With that in mind, there is also the possibility that supply chain issues will not ease. While shipping demand is declining and companies are adapting, COVID-related factory closures, higher oil prices, an unexpected resurgence of shipping demand, etc could either slow or reverse the easing supply chain pressures we’ve seen so far. This scenario implies little to no margin expansion, which could lead to less cash flows, which could lead to larger ABL facility withdrawals, which leads to higher interest expense which… you get the point.

Conclusion

After an in-depth analysis of the causes of Gap’s recent performance, I believe that recent sales decline and higher costs will not persist. An overambitious campaign to strengthen brand health among a new demographic was the culprit of lost sales at Old Navy this past quarter. As Old Navy makes up over 60% of Gap’s revenue, a mistake there is much more costly to Gap Inc as a whole. However, they seem to have identified the problem, adjusted their incoming inventory, and even replaced management.

While I do not expect Gap to replicate 2021’s record revenue anytime soon, I do expect their valuation to benefit from improved margins.
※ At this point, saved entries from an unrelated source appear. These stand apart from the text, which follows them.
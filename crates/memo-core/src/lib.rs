// ABOUTME: Core types for the Memo seeding toolkit
// ABOUTME: Shared error types and domain models used by the database layer and seeders
//
// SPDX-License-Identifier: MIT OR Apache-2.0
// Copyright (c) 2025 Pierre Fitness Intelligence

#![deny(unsafe_code)]

//! # Memo Core
//!
//! Foundation types for the Memo BAC exam-prep platform seeders. This crate holds
//! the pieces that change rarely: the unified error type and the domain models
//! (academic taxonomy, curriculum nodes, content, quizzes, achievements, BAC archive,
//! analytics and commerce fixtures).

/// Unified error handling
pub mod errors;

/// Domain models and enumerations
pub mod models;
With shipping rates and raw materials starting to decline, Gap’s management should see plenty of opportunities to shed the costs that are negatively affecting their profit margins. If they can take advantage and significantly cut costs, the upside using the current sector FWD P/E multiple (12x) is ~85%. In addition, their past and expected future dividend yield is the highest among their peers. This will offer industry-leading income to investors who are patiently waiting for the supply chain knot to untangle. I am one of those patient investors, and so, I am bullish on Gap Inc given a 12 month investment horizon.